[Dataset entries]
◇ ◇ ◇ ◇

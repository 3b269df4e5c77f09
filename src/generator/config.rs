//! Round generation parameters.

use crate::round::{ATTRIBUTE_MAX, MAX_ITEM_VALUE};
use crate::search::SizeBounds;
use crate::subset::MAX_ITEMS;

/// Configuration for [`ItemGenerator`](super::ItemGenerator).
///
/// Defaults reproduce the standard round shape: six items, three of them
/// clustered tightly around a shared base vector, the rest scattered.
///
/// # Examples
///
/// ```
/// use u_knapsack::generator::GeneratorConfig;
///
/// let config = GeneratorConfig::default()
///     .with_item_count(8)
///     .with_similar_count(4)
///     .with_cluster_jitter(0.5)
///     .with_seed(7);
/// assert!(config.validate().is_ok());
/// ```
#[derive(Debug, Clone)]
pub struct GeneratorConfig {
    /// Items per round.
    pub item_count: usize,

    /// Items drawn around the shared base vector.
    pub similar_count: usize,

    /// Per-component jitter half-width for clustered items.
    pub cluster_jitter: f64,

    /// Per-component jitter half-width for scattered items.
    pub scatter_jitter: f64,

    /// Inclusive lower bound of the threshold draw.
    pub min_threshold: f64,

    /// Exclusive upper bound of the threshold draw.
    pub max_threshold: f64,

    /// Largest item value drawn (inclusive).
    pub max_value: u32,

    /// Size bounds for the reference optimum stored with each round.
    pub optimal_bounds: SizeBounds,

    /// Whether the reference optimum search runs in parallel.
    pub parallel: bool,

    /// Random seed for [`ItemGenerator::generate`](super::ItemGenerator::generate).
    ///
    /// `None` draws a fresh seed per call.
    pub seed: Option<u64>,
}

impl Default for GeneratorConfig {
    fn default() -> Self {
        Self {
            item_count: 6,
            similar_count: 3,
            cluster_jitter: 1.0,
            scatter_jitter: 5.0,
            min_threshold: 0.88,
            max_threshold: 0.98,
            max_value: MAX_ITEM_VALUE,
            optimal_bounds: SizeBounds::ROUND_DEFAULT,
            parallel: false,
            seed: None,
        }
    }
}

impl GeneratorConfig {
    pub fn with_item_count(mut self, n: usize) -> Self {
        self.item_count = n;
        self
    }

    pub fn with_similar_count(mut self, n: usize) -> Self {
        self.similar_count = n;
        self
    }

    pub fn with_cluster_jitter(mut self, jitter: f64) -> Self {
        self.cluster_jitter = jitter;
        self
    }

    pub fn with_scatter_jitter(mut self, jitter: f64) -> Self {
        self.scatter_jitter = jitter;
        self
    }

    pub fn with_threshold_range(mut self, min: f64, max: f64) -> Self {
        self.min_threshold = min;
        self.max_threshold = max;
        self
    }

    pub fn with_max_value(mut self, value: u32) -> Self {
        self.max_value = value;
        self
    }

    pub fn with_optimal_bounds(mut self, bounds: SizeBounds) -> Self {
        self.optimal_bounds = bounds;
        self
    }

    pub fn with_parallel(mut self, parallel: bool) -> Self {
        self.parallel = parallel;
        self
    }

    pub fn with_seed(mut self, seed: u64) -> Self {
        self.seed = Some(seed);
        self
    }

    /// Validates the configuration.
    pub fn validate(&self) -> Result<(), String> {
        if self.item_count == 0 {
            return Err("item_count must be positive".into());
        }
        if self.item_count > MAX_ITEMS {
            return Err(format!(
                "item_count must be at most {MAX_ITEMS}, got {}",
                self.item_count
            ));
        }
        if self.similar_count > self.item_count {
            return Err(format!(
                "similar_count ({}) must not exceed item_count ({})",
                self.similar_count, self.item_count
            ));
        }
        for (name, jitter) in [
            ("cluster_jitter", self.cluster_jitter),
            ("scatter_jitter", self.scatter_jitter),
        ] {
            if !jitter.is_finite() || !(0.0..=ATTRIBUTE_MAX).contains(&jitter) {
                return Err(format!("{name} must be in [0, {ATTRIBUTE_MAX}], got {jitter}"));
            }
        }
        if !self.min_threshold.is_finite() || !self.max_threshold.is_finite() {
            return Err("threshold bounds must be finite".into());
        }
        if self.min_threshold >= self.max_threshold {
            return Err(format!(
                "min_threshold ({}) must be less than max_threshold ({})",
                self.min_threshold, self.max_threshold
            ));
        }
        if self.max_value > MAX_ITEM_VALUE {
            return Err(format!(
                "max_value must be at most {MAX_ITEM_VALUE}, got {}",
                self.max_value
            ));
        }
        if self.optimal_bounds.min > self.optimal_bounds.max {
            return Err("optimal_bounds min must not exceed max".into());
        }
        Ok(())
    }
}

◇ ◇ ◇ ◇

→ Task to carry out: Work out how many lines of the preceding data contain the word "drawn". Reply with that number only.

→ Result: 2